Miranda can be a hypocrite at times; she frequently expresses disgust about how her father attempted to control every aspect of her life, and how she therefore couldn't bear to let him do the same thing to Oriana, yet during the Lazarus Project, she was perfectly willing to put a control chip in Shepard's brain as a safeguard (which she justified by the belief that giving Shepard free will was too great of a risk), and would have done so if the Illusive Man hadn't stopped her. At the same time, however, she's smart enough to realize this, and by the time the Reapers arrive in 2186, she deeply regrets having ever wanted the chip, to the point that she practically begs Shepard for forgiveness and says that she always regretted it. When assured by Paragon Shepard that she can't keep beating herself up over the past, she replies 'I usually don't, but this was important', showing truly how sorry she is.

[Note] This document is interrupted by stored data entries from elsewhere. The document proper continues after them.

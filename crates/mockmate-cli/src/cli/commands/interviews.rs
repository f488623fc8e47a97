//! Interview session command handlers.

use anyhow::Result;
use chrono::NaiveDateTime;
use mockmate_client::ApiGateway;
use mockmate_client::types::{CreateInterviewRequest, InterviewType, SessionStatus};

use super::print_json;

pub struct NewInterview {
    pub title: String,
    pub kind: InterviewType,
    pub scheduled_at: NaiveDateTime,
    pub duration: Option<u32>,
    pub description: Option<String>,
    pub mentor: Option<i64>,
    pub peer: Option<i64>,
}

impl From<NewInterview> for CreateInterviewRequest {
    fn from(new: NewInterview) -> Self {
        let mut request = CreateInterviewRequest::new(new.title, new.kind, new.scheduled_at);
        if let Some(minutes) = new.duration {
            request.duration_minutes = minutes;
        }
        request.description = new.description;
        request.mentor_id = new.mentor;
        request.is_peer_interview = new.peer.is_some();
        request.peer_user_id = new.peer;
        request
    }
}

pub async fn list(gateway: &ApiGateway, status: Option<SessionStatus>) -> Result<()> {
    let interviews = gateway.interviews().list(status).await?;
    print_json(&interviews)
}

pub async fn create(gateway: &ApiGateway, new: NewInterview) -> Result<()> {
    let interview = gateway.interviews().create(&new.into()).await?;
    print_json(&interview)
}

pub async fn start(gateway: &ApiGateway, id: i64) -> Result<()> {
    let interview = gateway.interviews().start(id).await?;
    print_json(&interview)
}

pub async fn complete(gateway: &ApiGateway, id: i64, feedback: &str) -> Result<()> {
    let interview = gateway.interviews().complete(id, feedback).await?;
    print_json(&interview)
}

pub async fn cancel(gateway: &ApiGateway, id: i64) -> Result<()> {
    gateway.interviews().cancel(id).await?;
    println!("✓ Cancelled interview {id}");
    Ok(())
}

pub async fn available(gateway: &ApiGateway) -> Result<()> {
    let interviews = gateway.interviews().available().await?;
    print_json(&interviews)
}

pub async fn join(gateway: &ApiGateway, id: i64) -> Result<()> {
    let interview = gateway.interviews().join(id).await?;
    print_json(&interview)
}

By the time the Reapers arrive, Miranda has become significantly warmer, having lost a lot (if not all) of her former ruthlessness and coldness. No longer under illusions about Cerberus' lack of scruples, she actively works against them, and also warns innocent civilians about Sanctuary being her father's facility.

Quotes[]

It was hard to be away from you. Surprised myself how... attached I got. I'm not good at attached.
~ Miranda to Commander Shepherd.

Appearances[]

Games[]

  • Mass Effect: Galaxy (2009)
  • Mass Effect 2 (2010)
  • Mass Effect 3 (2012)
  • Mass Effect Legendary Edition (2021)

Comics[]

  • Mass Effect: Redemption (2010, 3 appearances)
  • Mass Effect: Redemption (2010, 1 appearance)
  • The Art of the Mass Effect Universe (2012, 1 appearances)
  • Mass Effect: Foundation (2013, 5 appearances)
  • Mass Effect: Foundation (2014, 1 appearance)

Trivia[]

  • Yvonne Strahovski was nominated for "Best Performance by a Human Female" in the 2010 Spike Video Game Awards.
  • The character's original surname was "Solheim", which was Norwegian for "Sunhome". However, the developers decided to change the name to "Lawson" to match to Strahovski's Australian accent.
  • Early concept art of Miranda portrayed her as blonde, likely to better resemble her voice actress whose face was used for her likeness, but dark hair was later chosen instead due to feeling that it better fit her "Femme Fatale" archetype.
  • Miranda was originally intended to be a romance option for both male and female versions of Shepard.
  • Throughout her appearances in the second and third games, shots of Miranda's buttocks were employed to emphasize her sexuality. The frequency of these moments, and in particular how they would sometimes be used in scenes that did not call for them, drew heavy criticism from some critics and players, though they also inspired memes.
  • The Shadow Broker's dossiers on Miranda reveal that she has been attempting to get pregnant but, tragically, is unable to. Though the cause of her infertility is never explicitly stated, it is implied that she was made this way on purpose by her father as part of his attempts to control her life. 
  • Miranda's claim in Mass Effect 3 that she is the "former Cerberus second-in-command" is somewhat inconsistent with her portrayal in other works, which depict her as high-ranked but never suggest she is literally second-in-command. In particular, her line to Shepard in the second game: "Cerberus doesn't tell me something is impossible, they give me my resources and say 'do it'." would suggest that Miranda takes orders from more than one person in the organization, which would not be the case if she were 2nd-in-command.
    • Likewise, what she says afterwards "And they've given you even more: a new life, a new ship, The Illusive Man's personal attention", would also seem to contradict the idea that she is 2nd-in-command (as such a person would presumably have gotten their leader's personal attention as a consequence of being made 2nd-in-command or else already had it).
    • Finally, the Shadow Broker's dossier on Miranda merely describes her as a Cerberus Officer, not literally second-in-command. Even her Codex entry within Mass Effect 3 itself, she is not described as second-command, rather as "high-ranking".